Dilansir dari Republika.id, 77 persen perkebunan teh di Indonesia berada di Provinsi Jawa Barat. Kecamatan Pangalengan di Kabupaten Bandung menjadi salah satu area penghasil teh, sejak abad ke-19, saat pemerintahan kolonial Belanda mendirikan perkebunan dan pabrik teh. Hingga saat ini, Pangalengan menjadi salah satu daerah penghasil teh berkualitas tinggi di Indonesia. Meski begitu, dampak positif dari komoditas tersebut belum dirasakan secara merata. Menurut data Badan Pusat Statistika (BPS), pada tahun 2023 terdapat 245,50 ribu penduduk Kabupaten Bandung yang masuk ke dalam kategori miskin.

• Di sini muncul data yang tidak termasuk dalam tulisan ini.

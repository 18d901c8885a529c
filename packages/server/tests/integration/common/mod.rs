use std::net::SocketAddr;
use std::sync::Arc;

use common::storage::{FilesystemObjectStore, ObjectStore};
use pipeline::process::TokioProcessRunner;
use pipeline::{Deployer, PipelineConfig};
use reqwest::Client;
use serde_json::Value;
use tempfile::TempDir;

use server::config::{AppConfig, ServingConfig};
use server::state::AppState;

pub mod routes {
    pub const DEPLOY: &str = "/api/v1/deploy";

    pub fn site(owner: &str, project: &str, path: &str) -> String {
        format!("/site/{owner}/{project}/{path}")
    }
}

/// A running test server backed by temp-dir storage and workspaces.
pub struct TestApp {
    pub addr: SocketAddr,
    pub client: Client,
    pub store: Arc<FilesystemObjectStore>,
    _storage_dir: TempDir,
    _workspaces_dir: TempDir,
}

/// Parsed HTTP response for test assertions.
pub struct TestResponse {
    pub status: u16,
    /// Raw response body as text.
    pub text: String,
    /// Parsed JSON body, or `Null` if the response is not valid JSON.
    pub body: Value,
    pub content_type: String,
}

impl TestApp {
    pub async fn spawn() -> Self {
        let storage_dir = TempDir::new().expect("Failed to create storage temp dir");
        let workspaces_dir = TempDir::new().expect("Failed to create workspaces temp dir");

        let store = Arc::new(
            FilesystemObjectStore::new(storage_dir.path().to_path_buf())
                .await
                .expect("Failed to initialize object store"),
        );

        let app_config = AppConfig {
            pipeline: PipelineConfig {
                workspaces_root: workspaces_dir.path().to_path_buf(),
                ..Default::default()
            },
            serving: ServingConfig {
                default_owner: "anon".to_string(),
                default_project: "demo".to_string(),
            },
            ..Default::default()
        };

        let deployer = Arc::new(Deployer::new(
            app_config.pipeline.clone(),
            store.clone(),
            Arc::new(TokioProcessRunner),
        ));

        let state = AppState {
            store: store.clone(),
            deployer,
            config: app_config,
        };

        let app = server::build_router(state);

        let listener = tokio::net::TcpListener::bind("127.0.0.1:0")
            .await
            .expect("Failed to bind to random port");
        let addr = listener.local_addr().unwrap();

        tokio::spawn(async move {
            axum::serve(listener, app).await.unwrap();
        });

        Self {
            addr,
            client: Client::new(),
            store,
            _storage_dir: storage_dir,
            _workspaces_dir: workspaces_dir,
        }
    }

    /// Seed an object directly into the backing store.
    pub async fn seed(&self, key: &str, bytes: &[u8], content_type: &str) {
        self.store
            .put(key, bytes, content_type)
            .await
            .expect("Failed to seed object");
    }

    fn url(&self, path: &str) -> String {
        format!("http://{}{}", self.addr, path)
    }

    pub async fn post(&self, path: &str, body: &Value) -> TestResponse {
        let res = self
            .client
            .post(self.url(path))
            .json(body)
            .send()
            .await
            .expect("Failed to send POST request");

        TestResponse::from_response(res).await
    }

    pub async fn get(&self, path: &str) -> TestResponse {
        let res = self
            .client
            .get(self.url(path))
            .send()
            .await
            .expect("Failed to send GET request");

        TestResponse::from_response(res).await
    }
}

impl TestResponse {
    async fn from_response(res: reqwest::Response) -> Self {
        let status = res.status().as_u16();
        let content_type = res
            .headers()
            .get("content-type")
            .and_then(|v| v.to_str().ok())
            .unwrap_or_default()
            .to_string();
        let text = res.text().await.expect("Failed to read response body");
        let body = serde_json::from_str(&text).unwrap_or(Value::Null);

        Self {
            status,
            text,
            body,
            content_type,
        }
    }
}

Irwan Herdiawan, Asisten SDM dan Umum Perkebunan Malabar PTPN 1 Regional 2 mengatakan, kurangnya komunikasi yang intens antara masyarakat, pemerintah desa, dan perusahaan menjadi salah satu penyebab terhambatnya peningkatan sumber daya manusia dan infrastruktur di desa yang masuk dalam area perkebunan teh. “Saya berharap masyarakat dan pekerja perkebunan teh benar-benar terlibat dalam Forum Pengembangan Masyarakat agar tercapai kesetaraan gender. Biasanya para pekerja tidak ragu dan lebih cair saat menyampaikan harapan dan keinginannya kepada tim manajemen,” kata Irwan di pertemuan sosialisasi pembentukan Community Development Forum (CDF) pada Kamis (3/10), yang diselenggarakan Yayasan CARE Peduli (YCP), menjadi bagian dari Program Pemberdayaan Komunitas Teh di Indonesia. Menurut Irwan, forum kolaborasi dan komunikasi antara perusahaan, pemerintah desa, dan masyarakat perlu ada untuk meningkatkan kesejahteraan pekerja perkebunan teh.

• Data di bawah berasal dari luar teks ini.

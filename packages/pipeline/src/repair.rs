use std::path::{Path, PathBuf};

use serde_json::{Value, json};
use tracing::{debug, info, warn};

/// Maximum depth for the source scan below the project root.
const SOURCE_SCAN_DEPTH: usize = 6;

/// Extensions of component files eligible for directive repair.
const COMPONENT_EXTENSIONS: [&str; 4] = ["js", "jsx", "ts", "tsx"];

/// Client-only API names. A server-directive file referencing any of these
/// cannot run where it claims to.
const CLIENT_ONLY_HOOKS: [&str; 6] = [
    "useState",
    "useEffect",
    "useContext",
    "useReducer",
    "useSession",
    "useAuth",
];

/// Framework configuration file names checked for existence.
pub const FRAMEWORK_CONFIG_NAMES: [&str; 3] = ["next.config.js", "next.config.mjs", "next.config.ts"];

/// A named pattern-match-and-rewrite unit. Rules must be idempotent:
/// re-applying to already-repaired content is a no-op because `applies`
/// no longer matches.
pub struct RepairRule {
    pub name: &'static str,
    pub applies: fn(&str) -> bool,
    pub rewrite: fn(&str) -> String,
}

/// Rules applied to component source files, in order.
pub fn source_rules() -> &'static [RepairRule] {
    &[RepairRule {
        name: "server-directive-with-client-hooks",
        applies: directive_mismatch,
        rewrite: rewrite_directive,
    }]
}

/// Apply every matching rule once, in order. Returns the rewritten content
/// and the names of the rules that fired.
pub fn apply_rules(content: &str, rules: &[RepairRule]) -> (String, Vec<&'static str>) {
    let mut current = content.to_string();
    let mut applied = Vec::new();
    for rule in rules {
        if (rule.applies)(&current) {
            current = (rule.rewrite)(&current);
            applied.push(rule.name);
        }
    }
    (current, applied)
}

fn directive_mismatch(content: &str) -> bool {
    has_server_directive(content)
        && !has_client_directive(content)
        && CLIENT_ONLY_HOOKS.iter().any(|hook| content.contains(hook))
}

fn has_server_directive(content: &str) -> bool {
    leading_directive(content)
        .is_some_and(|d| d == "\"use server\"" || d == "'use server'")
}

fn has_client_directive(content: &str) -> bool {
    leading_directive(content)
        .is_some_and(|d| d == "\"use client\"" || d == "'use client'")
}

/// The file's execution directive: the first non-empty, non-comment text,
/// stripped of a trailing semicolon. Skips both `//` lines and `/* */`
/// blocks, including blocks spanning multiple lines.
fn leading_directive(content: &str) -> Option<&str> {
    let mut in_block = false;
    for line in content.lines() {
        let mut rest = line.trim();
        while !rest.is_empty() {
            if in_block {
                match rest.find("*/") {
                    Some(end) => {
                        in_block = false;
                        rest = rest[end + 2..].trim_start();
                    }
                    None => rest = "",
                }
            } else if rest.starts_with("//") {
                rest = "";
            } else if let Some(after) = rest.strip_prefix("/*") {
                in_block = true;
                rest = after;
            } else {
                return Some(rest.trim_end_matches(';'));
            }
        }
    }
    None
}

/// Swap the server directive for the client one, preserving quote style.
fn rewrite_directive(content: &str) -> String {
    if content.contains("\"use server\"") {
        content.replacen("\"use server\"", "\"use client\"", 1)
    } else {
        content.replacen("'use server'", "'use client'", 1)
    }
}

/// Detects and corrects known build-breaking patterns in a project tree
/// before (and between) build attempts. Everything here is best effort:
/// files that cannot be read or parsed are skipped with a warning, never
/// failed on.
pub struct RepairEngine;

impl RepairEngine {
    /// Run every repair against a project root.
    pub fn run_all(project_root: &Path) {
        Self::repair_sources(project_root);
        Self::ensure_framework_config(project_root);
        Self::ensure_manifest_scripts(project_root);
    }

    /// Scan component files and fix directive/hook mismatches in place.
    pub fn repair_sources(project_root: &Path) {
        for file in component_files(project_root) {
            let content = match std::fs::read_to_string(&file) {
                Ok(content) => content,
                Err(e) => {
                    warn!(file = %file.display(), error = %e, "Skipping unreadable source file");
                    continue;
                }
            };

            let (repaired, applied) = apply_rules(&content, source_rules());
            if applied.is_empty() {
                continue;
            }

            if let Err(e) = std::fs::write(&file, repaired) {
                warn!(file = %file.display(), error = %e, "Failed to write repaired file");
            } else {
                info!(file = %file.display(), rules = ?applied, "Repaired source file");
            }
        }
    }

    /// Synthesize a minimal framework config when none exists. The config
    /// forces a fully static export and keeps lint/type errors from
    /// blocking the build.
    pub fn ensure_framework_config(project_root: &Path) {
        let exists = FRAMEWORK_CONFIG_NAMES
            .iter()
            .any(|name| project_root.join(name).is_file());
        if exists {
            return;
        }

        let config = "\
/** @type {import('next').NextConfig} */
const nextConfig = {
  output: 'export',
  images: { unoptimized: true },
  eslint: { ignoreDuringBuilds: true },
  typescript: { ignoreBuildErrors: true },
};

module.exports = nextConfig;
";
        let path = project_root.join("next.config.js");
        if let Err(e) = std::fs::write(&path, config) {
            warn!(file = %path.display(), error = %e, "Failed to synthesize framework config");
        } else {
            info!(file = %path.display(), "Synthesized framework config");
        }
    }

    /// Guarantee the manifest declares a `build` script and add an `export`
    /// script if absent.
    pub fn ensure_manifest_scripts(project_root: &Path) {
        Self::edit_manifest_scripts(project_root, |scripts| {
            if !scripts.contains_key("build") {
                scripts.insert("build".to_string(), json!("next build"));
            }
            if !scripts.contains_key("export") {
                scripts.insert("export".to_string(), json!("next export"));
            }
        });
    }

    /// Replace the manifest's build script for the degraded generic-bundler
    /// path.
    pub fn rewrite_manifest_build_script(project_root: &Path, build_command: &str) {
        let command = build_command.to_string();
        Self::edit_manifest_scripts(project_root, move |scripts| {
            scripts.insert("build".to_string(), Value::String(command.clone()));
        });
    }

    fn edit_manifest_scripts(
        project_root: &Path,
        edit: impl Fn(&mut serde_json::Map<String, Value>),
    ) {
        let manifest_path = project_root.join("package.json");
        let content = match std::fs::read_to_string(&manifest_path) {
            Ok(content) => content,
            Err(e) => {
                warn!(file = %manifest_path.display(), error = %e, "Skipping manifest repair, cannot read");
                return;
            }
        };

        let mut root: serde_json::Map<String, Value> = match serde_json::from_str(&content) {
            Ok(map) => map,
            Err(_) => {
                warn!(file = %manifest_path.display(), "Skipping manifest repair, not a JSON object");
                return;
            }
        };

        let scripts_entry = root.entry("scripts").or_insert_with(|| json!({}));
        if !scripts_entry.is_object() {
            // A non-object `scripts` is itself broken; replace it.
            *scripts_entry = json!({});
        }
        let Some(scripts) = scripts_entry.as_object_mut() else {
            return;
        };
        edit(scripts);

        let serialized = match serde_json::to_string_pretty(&root) {
            Ok(s) => s,
            Err(e) => {
                warn!(file = %manifest_path.display(), error = %e, "Failed to serialize manifest");
                return;
            }
        };
        if let Err(e) = std::fs::write(&manifest_path, serialized) {
            warn!(file = %manifest_path.display(), error = %e, "Failed to write manifest");
        } else {
            debug!(file = %manifest_path.display(), "Updated manifest scripts");
        }
    }
}

/// Bounded walk collecting component files, skipping dot-directories and
/// dependency trees.
fn component_files(root: &Path) -> Vec<PathBuf> {
    let mut files = Vec::new();
    let mut stack: Vec<(PathBuf, usize)> = vec![(root.to_path_buf(), 0)];

    while let Some((dir, depth)) = stack.pop() {
        let Ok(entries) = std::fs::read_dir(&dir) else {
            continue;
        };

        for entry in entries.filter_map(|e| e.ok()) {
            let path = entry.path();
            if path.is_dir() {
                let name = path.file_name().and_then(|n| n.to_str()).unwrap_or("");
                if depth < SOURCE_SCAN_DEPTH && !name.starts_with('.') && name != "node_modules" {
                    stack.push((path, depth + 1));
                }
            } else if path
                .extension()
                .and_then(|e| e.to_str())
                .is_some_and(|ext| COMPONENT_EXTENSIONS.contains(&ext))
            {
                files.push(path);
            }
        }
    }

    files
}

#[cfg(test)]
mod tests {
    use super::*;

    const BROKEN: &str = "\"use server\";\nimport { useState } from 'react';\nexport default function C() { const [s] = useState(0); return s; }\n";

    #[test]
    fn mismatched_directive_is_rewritten() {
        let (repaired, applied) = apply_rules(BROKEN, source_rules());
        assert!(repaired.starts_with("\"use client\";"));
        assert_eq!(applied, vec!["server-directive-with-client-hooks"]);
    }

    #[test]
    fn repair_is_idempotent() {
        let (once, _) = apply_rules(BROKEN, source_rules());
        let (twice, applied) = apply_rules(&once, source_rules());
        assert_eq!(once, twice);
        assert!(applied.is_empty());
    }

    #[test]
    fn server_directive_without_client_hooks_is_untouched() {
        let content = "\"use server\";\nexport async function save(data) { return data; }\n";
        let (repaired, applied) = apply_rules(content, source_rules());
        assert_eq!(repaired, content);
        assert!(applied.is_empty());
    }

    #[test]
    fn client_directive_is_untouched() {
        let content = "'use client';\nimport { useState } from 'react';\n";
        let (repaired, applied) = apply_rules(content, source_rules());
        assert_eq!(repaired, content);
        assert!(applied.is_empty());
    }

    #[test]
    fn hook_reference_without_directive_is_untouched() {
        let content = "import { useState } from 'react';\n";
        let (repaired, applied) = apply_rules(content, source_rules());
        assert_eq!(repaired, content);
        assert!(applied.is_empty());
    }

    #[test]
    fn directive_behind_leading_comments_is_still_found() {
        let content = "// generated\n/* license\n   header */\n\"use server\";\nconst x = useState;\n";
        let (repaired, applied) = apply_rules(content, source_rules());
        assert!(repaired.contains("\"use client\";"));
        assert_eq!(applied, vec!["server-directive-with-client-hooks"]);

        let inline = "/* header */ 'use server';\nconst x = useEffect;\n";
        let (repaired, _) = apply_rules(inline, source_rules());
        assert!(repaired.contains("'use client';"));
    }

    #[test]
    fn single_quote_style_is_preserved() {
        let content = "'use server';\nconst x = useEffect;\n";
        let (repaired, _) = apply_rules(content, source_rules());
        assert!(repaired.starts_with("'use client';"));
    }

    #[test]
    fn repair_sources_rewrites_files_on_disk() {
        let tmp = tempfile::tempdir().unwrap();
        let file = tmp.path().join("components/page.tsx");
        std::fs::create_dir_all(file.parent().unwrap()).unwrap();
        std::fs::write(&file, BROKEN).unwrap();

        RepairEngine::repair_sources(tmp.path());

        let content = std::fs::read_to_string(&file).unwrap();
        assert!(content.starts_with("\"use client\";"));
    }

    #[test]
    fn repair_sources_skips_node_modules() {
        let tmp = tempfile::tempdir().unwrap();
        let file = tmp.path().join("node_modules/lib/index.js");
        std::fs::create_dir_all(file.parent().unwrap()).unwrap();
        std::fs::write(&file, BROKEN).unwrap();

        RepairEngine::repair_sources(tmp.path());

        let content = std::fs::read_to_string(&file).unwrap();
        assert_eq!(content, BROKEN);
    }

    #[test]
    fn framework_config_is_synthesized_once() {
        let tmp = tempfile::tempdir().unwrap();

        RepairEngine::ensure_framework_config(tmp.path());
        let config = std::fs::read_to_string(tmp.path().join("next.config.js")).unwrap();
        assert!(config.contains("output: 'export'"));
        assert!(config.contains("unoptimized: true"));
        assert!(config.contains("ignoreDuringBuilds: true"));

        // An existing config, whatever its name, is left alone.
        std::fs::remove_file(tmp.path().join("next.config.js")).unwrap();
        std::fs::write(tmp.path().join("next.config.mjs"), "export default {}").unwrap();
        RepairEngine::ensure_framework_config(tmp.path());
        assert!(!tmp.path().join("next.config.js").exists());
    }

    #[test]
    fn manifest_gains_build_and_export_scripts() {
        let tmp = tempfile::tempdir().unwrap();
        std::fs::write(
            tmp.path().join("package.json"),
            r#"{"name":"site","scripts":{"dev":"next dev"}}"#,
        )
        .unwrap();

        RepairEngine::ensure_manifest_scripts(tmp.path());

        let manifest: Value = serde_json::from_str(
            &std::fs::read_to_string(tmp.path().join("package.json")).unwrap(),
        )
        .unwrap();
        assert_eq!(manifest["scripts"]["dev"], "next dev");
        assert_eq!(manifest["scripts"]["build"], "next build");
        assert_eq!(manifest["scripts"]["export"], "next export");
    }

    #[test]
    fn existing_build_script_is_preserved() {
        let tmp = tempfile::tempdir().unwrap();
        std::fs::write(
            tmp.path().join("package.json"),
            r#"{"scripts":{"build":"astro build"}}"#,
        )
        .unwrap();

        RepairEngine::ensure_manifest_scripts(tmp.path());

        let manifest: Value = serde_json::from_str(
            &std::fs::read_to_string(tmp.path().join("package.json")).unwrap(),
        )
        .unwrap();
        assert_eq!(manifest["scripts"]["build"], "astro build");
    }

    #[test]
    fn degraded_rewrite_replaces_build_script() {
        let tmp = tempfile::tempdir().unwrap();
        std::fs::write(
            tmp.path().join("package.json"),
            r#"{"scripts":{"build":"next build"}}"#,
        )
        .unwrap();

        RepairEngine::rewrite_manifest_build_script(tmp.path(), "vite build");

        let manifest: Value = serde_json::from_str(
            &std::fs::read_to_string(tmp.path().join("package.json")).unwrap(),
        )
        .unwrap();
        assert_eq!(manifest["scripts"]["build"], "vite build");
    }

    #[test]
    fn unparseable_manifest_is_skipped() {
        let tmp = tempfile::tempdir().unwrap();
        std::fs::write(tmp.path().join("package.json"), "not json at all").unwrap();

        RepairEngine::ensure_manifest_scripts(tmp.path());

        let content = std::fs::read_to_string(tmp.path().join("package.json")).unwrap();
        assert_eq!(content, "not json at all");
    }
}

Diskusi yang dihadiri 21 orang peserta, merupakan perwakilan dari PTPN 1 Regional 2, PT. Kabepe Chakra Bersama serta perwakilan Pemerintah Desa Banjarsari, Desa Margaluyu, dan Desa Indragiri guna membahas pembentukan Forum Pengembangan Masyarakat atau Community Development Forum (CDF).
Silvia Dewi, Project Manager YCP di Pangalengan menjelaskan, dari pengamatan yang dilakukan YCP, salah satu permasalahan yang terjadi selama ini belum bisa diselesaikan dengan baik karena masing-masing pihak belum saling bertukar pikiran. “Upaya mempertemukan manajemen perkebunan, pemerintah desa, dan masyarakat bisa jadi sarana menemukan solusi dari permasalahan yang ada. Seluruh peserta yang hadir pada pertemuan itu juga menyampaikan komitmennya untuk berperan aktif di CDF,” ungkap Silvia.

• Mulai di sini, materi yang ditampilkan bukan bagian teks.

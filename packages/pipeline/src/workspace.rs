use std::path::PathBuf;
use std::sync::Arc;

use common::DeployKey;
use dashmap::DashMap;
use tokio::fs;
use tokio::sync::{Mutex, OwnedMutexGuard};
use tracing::warn;

/// Allocates and recycles per-deployment working directories.
///
/// Each `(owner, project)` key owns one directory under the workspaces
/// root and one async mutex, so concurrent redeploys of the same project
/// serialize instead of racing on cleanup and storage keys.
pub struct WorkspaceManager {
    root: PathBuf,
    locks: DashMap<String, Arc<Mutex<()>>>,
}

impl WorkspaceManager {
    pub fn new(root: PathBuf) -> Self {
        Self {
            root,
            locks: DashMap::new(),
        }
    }

    /// Directory for a deployment key. Key segments are validated at
    /// construction, so joining them is safe.
    pub fn dir(&self, key: &DeployKey) -> PathBuf {
        self.root.join(key.owner_id()).join(key.project_id())
    }

    /// Acquire the exclusive lease for a key. Held for the whole deployment.
    pub async fn lease(&self, key: &DeployKey) -> OwnedMutexGuard<()> {
        let lock = self
            .locks
            .entry(key.to_string())
            .or_insert_with(|| Arc::new(Mutex::new(())))
            .clone();
        lock.lock_owned().await
    }

    /// Remove any previous workspace for the key (best effort) and create a
    /// fresh directory.
    pub async fn prepare(&self, key: &DeployKey) -> std::io::Result<PathBuf> {
        let dir = self.dir(key);

        if fs::try_exists(&dir).await.unwrap_or(false) {
            if let Err(e) = fs::remove_dir_all(&dir).await {
                warn!(workspace = %dir.display(), error = %e, "Failed to clean previous workspace");
            }
        }

        fs::create_dir_all(&dir).await?;
        Ok(dir)
    }
}
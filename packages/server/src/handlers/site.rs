use axum::body::Body;
use axum::extract::{Path, State};
use axum::http::{StatusCode, header};
use axum::response::{IntoResponse, Response};
use common::storage::StorageError;
use common::{DeployKey, mime};
use tracing::{debug, error, instrument};

use crate::state::AppState;

/// Serve a file from a path-scoped project: `/site/{owner}/{project}/{*path}`.
#[instrument(skip(state))]
pub async fn serve_project_path(
    State(state): State<AppState>,
    Path((owner, project, path)): Path<(String, String, String)>,
) -> Response {
    let Ok(key) = DeployKey::new(owner, project) else {
        return not_found();
    };
    resolve(&state, &key, &path).await
}

/// Serve a project's index: `/site/{owner}/{project}`.
#[instrument(skip(state))]
pub async fn serve_project_index(
    State(state): State<AppState>,
    Path((owner, project)): Path<(String, String)>,
) -> Response {
    let Ok(key) = DeployKey::new(owner, project) else {
        return not_found();
    };
    resolve(&state, &key, "").await
}

/// Serve `/static/{*path}` from the default deployment scope.
pub async fn serve_static(State(state): State<AppState>, Path(path): Path<String>) -> Response {
    serve_default_scope(&state, &format!("static/{path}")).await
}

/// Serve `/assets/{*path}` from the default deployment scope.
pub async fn serve_assets(State(state): State<AppState>, Path(path): Path<String>) -> Response {
    serve_default_scope(&state, &format!("assets/{path}")).await
}

/// Serve `/manifest.json` from the default deployment scope.
pub async fn serve_manifest(State(state): State<AppState>) -> Response {
    serve_default_scope(&state, "manifest.json").await
}

/// Serve `/` (the default scope's index document).
pub async fn serve_root(State(state): State<AppState>) -> Response {
    serve_default_scope(&state, "").await
}

/// Serve a single-segment root file such as `/favicon.ico`. An extension
/// is required; extensionless single segments are not routed to the
/// default scope.
pub async fn serve_root_file(State(state): State<AppState>, Path(filename): Path<String>) -> Response {
    if !filename.contains('.') {
        return not_found();
    }
    serve_default_scope(&state, &filename).await
}

async fn serve_default_scope(state: &AppState, relative_path: &str) -> Response {
    let serving = &state.config.serving;
    let key = match DeployKey::new(&serving.default_owner, &serving.default_project) {
        Ok(key) => key,
        Err(e) => {
            error!(error = %e, "Invalid default serving scope configured");
            return internal_error();
        }
    };
    resolve(state, &key, relative_path).await
}

/// Resolve a relative path within a project to a stored object.
///
/// A miss on an extensionless path is treated as client-side-routed
/// navigation and falls back exactly once to the project's `index.html`.
/// A miss on an extensioned path is a plain 404.
async fn resolve(state: &AppState, key: &DeployKey, relative_path: &str) -> Response {
    let rel = relative_path.trim_matches('/');

    match state.store.get(&key.object_key(rel)).await {
        Ok(object) => object_response(object),
        Err(StorageError::NotFound(_)) if !rel.is_empty() && !mime::has_extension(rel) => {
            debug!(key = %key, rel, "SPA fallback to index document");
            match state.store.get(&key.object_key("")).await {
                Ok(object) => object_response(object),
                Err(StorageError::NotFound(_) | StorageError::InvalidKey(_)) => not_found(),
                Err(e) => storage_error(e),
            }
        }
        // Malformed paths (empty or dot segments) are client garbage,
        // not server errors.
        Err(StorageError::NotFound(_) | StorageError::InvalidKey(_)) => not_found(),
        Err(e) => storage_error(e),
    }
}

fn object_response(object: common::storage::StoredObject) -> Response {
    match Response::builder()
        .status(StatusCode::OK)
        .header(header::CONTENT_TYPE, object.content_type)
        .body(Body::from(object.bytes))
    {
        Ok(response) => response,
        Err(e) => {
            error!(error = %e, "Failed to build object response");
            internal_error()
        }
    }
}

fn not_found() -> Response {
    (StatusCode::NOT_FOUND, "not found").into_response()
}

fn internal_error() -> Response {
    (StatusCode::INTERNAL_SERVER_ERROR, "internal error").into_response()
}

fn storage_error(e: StorageError) -> Response {
    error!(error = %e, "Storage read failed");
    internal_error()
}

Senada dengan Silvia, Deni Sahidin, Kepala Desa Banjarsari menjelaskan, upaya kolaborasi dan komunikasi yang baik dapat menjadi salah satu upaya meningkatkan kesejahteraan masyarakat. “Kolaborasi yang sudah berjalan antara Pemerintah Desa Banjarsari dengan YCP dalam penanganan stunting menjadi salah satu bentuk kolaborasi yang kami rasa tepat. Harapannya, kolaborasi multi pihak seperti ini terus terlaksana. CDF harapannya juga menjadi salah satu wadah kita untuk berkolaborasi menangani masalah-masalah yang ada di masyarakat,” ujar Deni.
Pada sosialisasi yang sudah berjalan, menurut Silvia, semua pihak yang hadir sepakat untuk berkomitmen dan berperan aktif dalam upaya pembentukan CDF di tiga desa. “Para peserta yang hadir dalam sosialisasi ingin forum itu bisa menjadi wadah untuk meningkatkan kesejahteraan masyarakat dan juga terwujudnya kesetaraan gender. CDF juga akan menjadi wadah kolaborasi pemberdayaan perempuan dan memanfaatkan potensi-potensi yang ada di tiga desa,” kata Silvia.
Silvia menjelaskan, tahapan selanjutnya adalah melakukan sosialisasi kepada masyarakat di tingkat perkebunan dan desa untuk melakukan pemilihan panitia pembentukan CDF. Ia menyampaikan, akan juga dilaksanakan perekrutan calon anggota dan pengurus CDF di tiap desa. “Target besarnya adalah CDF bisa menjadi wadah bagi para pemangku kepentingan di area perkebunan teh, seperti manajemen perkebunan, pemerintah desa, dan penduduk bisa duduk bersama untuk mengatasi masalah sosial dan ekonomi di wilayah mereka,” pungkas Silvia.